INFORMATION SHOWN: Begin

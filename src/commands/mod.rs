//! Command handlers for the cash-audit CLI.
//!
//! This module contains implementations for all CLI subcommands.

mod analysis;
mod init;
mod list;
mod summary;
mod units;

use crate::api::{self, Mode, TEST_SOURCE_URL};
use crate::{Config, Result, Session};
use anyhow::{bail, Context};
use serde::Serialize;
use std::fmt::Debug;
use tracing::{debug, info};
use url::Url;

pub use analysis::analysis;
pub use init::init;
pub use list::list;
pub use summary::{summary, SummaryFigures};
pub use units::units;

/// The output type for a command. This allows the command to return a consistent message and,
/// optionally, structured data.
#[derive(Debug, Clone, Serialize)]
pub struct Out<T>
where
    T: Serialize + Clone + Debug,
{
    /// A message that can be printed to the user regarding the outcome of the command execution.
    message: String,

    /// Any structured data that needs to be output from the call.
    structure: Option<T>,
}

impl<T, S> From<S> for Out<T>
where
    T: Debug + Clone + Serialize,
    S: Into<String>,
{
    fn from(value: S) -> Self {
        Out::new_message(value)
    }
}

impl<T> Out<T>
where
    T: Serialize + Clone + Debug,
{
    /// Create a new `Out` object that has `Some(structure)`.
    pub fn new<S>(message: S, structure: T) -> Self
    where
        S: Into<String>,
    {
        Self {
            message: message.into(),
            structure: Some(structure),
        }
    }

    /// Create a new `Out` object that has `None` for `structure`.
    pub fn new_message<S>(message: S) -> Self
    where
        S: Into<String>,
    {
        Self {
            message: message.into(),
            structure: None,
        }
    }

    /// Get the `message`.
    pub fn message(&self) -> &str {
        &self.message
    }

    /// Get the structured data stored in `structure`.
    pub fn structure(&self) -> Option<&T> {
        self.structure.as_ref()
    }

    /// Print the message to stdout and the structured data (if it exists) as JSON to `debug!`.
    pub fn print(&self) {
        println!("{}", self.message);
        if let Some(structure) = self.structure() {
            if let Ok(json) = serde_json::to_string_pretty(structure) {
                debug!("Command output:\n\n{json}\n\n");
            }
        }
    }
}

/// Loads the records from the configured sources into a new `Session`.
///
/// In `Mode::Testing`, a config without sources falls back to `TEST_SOURCE_URL`, which serves the
/// seed data.
async fn load_session(config: &Config, mode: Mode) -> Result<Session> {
    let mut urls = config.candidate_urls()?;
    if urls.is_empty() {
        match mode {
            Mode::Testing => urls.push(Url::parse(TEST_SOURCE_URL)?),
            Mode::Http => bail!(
                "No data sources are configured, pass --source or create a config with \
                'cash-audit init'"
            ),
        }
    }
    let parser = config.parser()?;
    let mut source = api::source(mode)?;
    let mut session = Session::new();
    session
        .refresh(source.as_mut(), &urls, &parser)
        .await
        .context("Unable to load the cash records")?;
    info!("{}", session.status());
    Ok(session)
}

#[cfg(test)]
mod tests {
    use super::*;

    #[tokio::test]
    async fn test_load_session_in_test_mode() {
        let session = load_session(&Config::default(), Mode::Testing)
            .await
            .unwrap();
        assert_eq!(session.records().len(), 7);
        assert!(session.status().starts_with("Updated at "));
    }

    #[tokio::test]
    async fn test_load_session_without_sources() {
        let err = load_session(&Config::default(), Mode::Http)
            .await
            .unwrap_err();
        assert!(err.to_string().contains("No data sources"));
    }

    #[test]
    fn test_out_from_message() {
        let out: Out<()> = "done".into();
        assert_eq!(out.message(), "done");
        assert!(out.structure().is_none());
    }
}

INFORMATION SHOWN: End

# [TASK GOAL]
Among the entries above, how many lines have the string "that" in them? Only the number should be given.

# [PROBLEM SOLUTION]
4